Eu tinha 10, 11 anos quando finalmente percebi como se faziam os bebés. Foi numa aula de Ciências da Natureza, por volta de 1986, e lembro-me perfeitamente do professor. Tinha cerca de 40 anos, um metro e noventa e muitos, muito pouco cabelo, apenas uma amostra de cada lado da cabeça, acima das orelhas. Tinha um ar bondoso e ingénuo, acentuado pelo hábito de andar de costas curvadas - talvez para amenizar o efeito da sua altura. Era magro e tinha óculos graduados de armação grossa e escura. Lembro-me bem do professor, e sempre que penso nele, lembro-me também do cartaz com o desenho de um homem, com os órgãos internos em destaque e ao lado figura semelhante representando a anatomia de uma mulher. Havia ainda outro cartaz com a representação de uma nave espacial mais ou menos triangular com duas antenas (ou asas) de cada lado - depois o professor disse que a nave espacial afinal era o aparelho reprodutor feminino. E, neste caso sem hipótese de confusão, uma pilinha, mas em grande, e com canais e outras coisas visíveis numa transparência em camadas.

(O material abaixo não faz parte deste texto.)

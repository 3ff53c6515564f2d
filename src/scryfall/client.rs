use crate::import::resolver::{CardCatalog, ProviderError};
use crate::scryfall::models::{
    CardIdentifier, CollectionResult, PrintsPage, RelatedCard, ScryfallCard,
};
use async_trait::async_trait;
use reqwest::{Client, Response};
use serde::de::DeserializeOwned;
use serde::{Deserialize, Serialize};
use std::collections::HashSet;
use tracing::{debug, info, warn};

/// Hard stop for search pagination
const MAX_SEARCH_PAGES: u32 = 10;

/// Collection request body
#[derive(Debug, Serialize)]
struct CollectionRequest<'a> {
    identifiers: &'a [CardIdentifier],
}

/// Collection response wrapper
#[derive(Debug, Deserialize)]
struct CollectionResponse {
    data: Vec<ScryfallCard>,
    #[serde(default)]
    not_found: Vec<CardIdentifier>,
}

/// Search response wrapper
#[derive(Debug, Deserialize)]
struct ListResponse {
    data: Vec<ScryfallCard>,
    #[serde(default)]
    has_more: bool,
}

/// Autocomplete response wrapper
#[derive(Debug, Deserialize)]
struct CatalogResponse {
    data: Vec<String>,
}

/// Client for the canonical card catalog
#[derive(Clone)]
pub struct ScryfallClient {
    client: Client,
    base_url: String,
    user_agent: String,
}

impl ScryfallClient {
    pub fn new(client: Client) -> Self {
        Self {
            client,
            base_url: "https://api.scryfall.com".to_string(),
            user_agent: concat!("deckport/", env!("CARGO_PKG_VERSION")).to_string(),
        }
    }

    pub fn with_base_url(mut self, base_url: &str) -> Self {
        self.base_url = base_url.trim_end_matches('/').to_string();
        self
    }

    pub fn with_user_agent(mut self, user_agent: &str) -> Self {
        self.user_agent = user_agent.to_string();
        self
    }

    async fn get_json<T: DeserializeOwned>(
        &self,
        path: &str,
        params: &[(&str, String)],
    ) -> Result<T, ProviderError> {
        let url = format!("{}{}", self.base_url, path);
        debug!("📡 Catalog API: GET {} {:?}", url, params);

        let response = self
            .client
            .get(&url)
            .query(params)
            .header("User-Agent", &self.user_agent)
            .header("Accept", "application/json")
            .send()
            .await?;

        read_json(response).await
    }

    /// Run a search, following pagination up to `MAX_SEARCH_PAGES`
    async fn search_all(
        &self,
        query: &str,
        unique: &str,
    ) -> Result<Vec<ScryfallCard>, ProviderError> {
        let mut cards = Vec::new();
        for page in 1..=MAX_SEARCH_PAGES {
            let page = match self.search_page(query, unique, page).await {
                Ok(page) => page,
                // An empty result set is reported as 404
                Err(ProviderError::NotFound) => break,
                Err(e) => return Err(e),
            };
            cards.extend(page.cards);
            if !page.has_more {
                break;
            }
        }
        Ok(cards)
    }

    async fn search_page(
        &self,
        query: &str,
        unique: &str,
        page: u32,
    ) -> Result<PrintsPage, ProviderError> {
        let list: ListResponse = self
            .get_json(
                "/cards/search",
                &[
                    ("q", query.to_string()),
                    ("unique", unique.to_string()),
                    ("order", "released".to_string()),
                    ("page", page.to_string()),
                ],
            )
            .await?;

        Ok(PrintsPage {
            cards: list.data,
            has_more: list.has_more,
        })
    }
}

/// Map a catalog response to a value or a provider error
async fn read_json<T: DeserializeOwned>(response: Response) -> Result<T, ProviderError> {
    let status = response.status();
    if status.is_success() {
        Ok(response.json().await?)
    } else if status == 429 {
        warn!("✗ Catalog rate limit exceeded");
        Err(ProviderError::RateLimited)
    } else if status == 404 {
        Err(ProviderError::NotFound)
    } else {
        warn!("✗ Catalog API error: {}", status);
        Err(ProviderError::Status(status.as_u16()))
    }
}

/// Exact-name search clause
fn exact_name(name: &str) -> String {
    format!("!\"{}\"", name.replace('"', ""))
}

#[async_trait]
impl CardCatalog for ScryfallClient {
    async fn lookup_collection(
        &self,
        identifiers: &[CardIdentifier],
    ) -> Result<CollectionResult, ProviderError> {
        let url = format!("{}/cards/collection", self.base_url);
        info!("📡 Catalog API: POST {} with {} identifier(s)", url, identifiers.len());

        let response = self
            .client
            .post(&url)
            .header("User-Agent", &self.user_agent)
            .header("Accept", "application/json")
            .json(&CollectionRequest { identifiers })
            .send()
            .await?;

        let collection: CollectionResponse = read_json(response).await?;
        info!(
            "✓ Collection lookup found {} card(s), {} not found",
            collection.data.len(),
            collection.not_found.len()
        );

        Ok(CollectionResult {
            found: collection.data,
            not_found: collection.not_found,
        })
    }

    async fn search(&self, query: &str) -> Result<Vec<ScryfallCard>, ProviderError> {
        match self.search_page(query, "cards", 1).await {
            Ok(page) => Ok(page.cards),
            Err(ProviderError::NotFound) => Ok(Vec::new()),
            Err(e) => Err(e),
        }
    }

    async fn autocomplete(&self, partial: &str) -> Result<Vec<String>, ProviderError> {
        let names: CatalogResponse = self
            .get_json("/cards/autocomplete", &[("q", partial.to_string())])
            .await?;
        Ok(names.data)
    }

    async fn search_prints(&self, name: &str, page: u32) -> Result<PrintsPage, ProviderError> {
        match self.search_page(&exact_name(name), "prints", page.max(1)).await {
            Err(ProviderError::NotFound) if page <= 1 => Ok(PrintsPage::default()),
            other => other,
        }
    }

    async fn token_parts(&self, names: &[String]) -> Result<Vec<RelatedCard>, ProviderError> {
        if names.is_empty() {
            return Ok(Vec::new());
        }

        let query = names
            .iter()
            .map(|name| exact_name(name))
            .collect::<Vec<_>>()
            .join(" or ");
        let cards = self.search_all(&query, "cards").await?;

        let mut seen = HashSet::new();
        let parts: Vec<RelatedCard> = cards
            .iter()
            .flat_map(ScryfallCard::token_parts)
            .filter(|part| seen.insert(part.id.clone()))
            .collect();

        debug!("Found {} token part(s) for {} card(s)", parts.len(), names.len());
        Ok(parts)
    }
}

#[cfg(test)]
mod tests {
    use super::*;

    #[test]
    fn test_exact_name_strips_quotes() {
        assert_eq!(exact_name("Sol Ring"), "!\"Sol Ring\"");
        assert_eq!(exact_name("\"Ach! Hans, Run!\""), "!\"Ach! Hans, Run!\"");
    }

    #[test]
    fn test_collection_response_shape() {
        let json = r#"{
            "object": "list",
            "not_found": [{"name": "Nonexistent Card"}],
            "data": [{"id": "x", "name": "Sol Ring", "set": "cmm", "collector_number": "432"}]
        }"#;
        let response: CollectionResponse = serde_json::from_str(json).unwrap();
        assert_eq!(response.data.len(), 1);
        assert_eq!(
            response.not_found,
            vec![CardIdentifier::Name {
                name: "Nonexistent Card".to_string()
            }]
        );
    }
}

O professor deve ter perguntado se havia dúvidas, como era hábito depois de explicar algo numa aula. E eu não tinha. Tinha deixado de ter, e imagino que a boca e os olhos, muito abertos e atónitos, provavelmente denunciavam quão recente era a minha descoberta. Uma frase ecoava na minha cabeça, "afinal é mesmo assim". Não era, de forma alguma, a primeira vez que eu tinha ouvido falar de enfiar pilinhas em pipis, de introduzir pénis em vaginas ou, como era comum escutar no recreio, enterrar caralhos em conas. Muitas anedotas, "piropos", más-línguas se referiam a esta prática tão estranha. Mas eu pensava que dizer "se te apanho a jeito enterro-te o caralho nessa cona" era uma espécie de ameaça de um castigo, como quem dissesse, "se te apanho, bato na tua cabeça com um ferro". Na minha cabeça de miúdo que não dizia mas ouvia muitas asneiras, todo o vernáculo à volta dos genitais tinha ou uma função escatológica - dava jeito para enfatizar o discurso anedótico - ou era veículo para se manifestar agressividade ou uma forma de difamar determinada rapariga. Lembro-me perfeitamente de um colega, num dia de chuva, chegar à entrada do pavilhão onde ficava a sala da aula seguinte. Vinha a segurar um guarda-chuva e de braço dado à N., a minha paixão da altura. Ela deve-lhe ter contado que eu a tinha pedido em namoro e que ela recusou. Esse meu colega, com o seu habitual ar trocista e autoritário de miúdo mais velho dois anos, virou-se para mim, com a atitude de quem vai contar uma anedota em que o interlocutor é também o protagonista. "Sabes onde estive com a N.? Estive nas escadas do prédio. E sabes o que lhe estive a fazer? Estive a enterrar", e fez um gesto com o braço, de punho fechado, para a frente e para trás. "Sabes o que é enterrar?". Não é que eu fosse um perito, mas percebi que ele estava a falar de enfiar a pilinha dele no pipi dela, quer dizer, a enterrar o caralho na cona.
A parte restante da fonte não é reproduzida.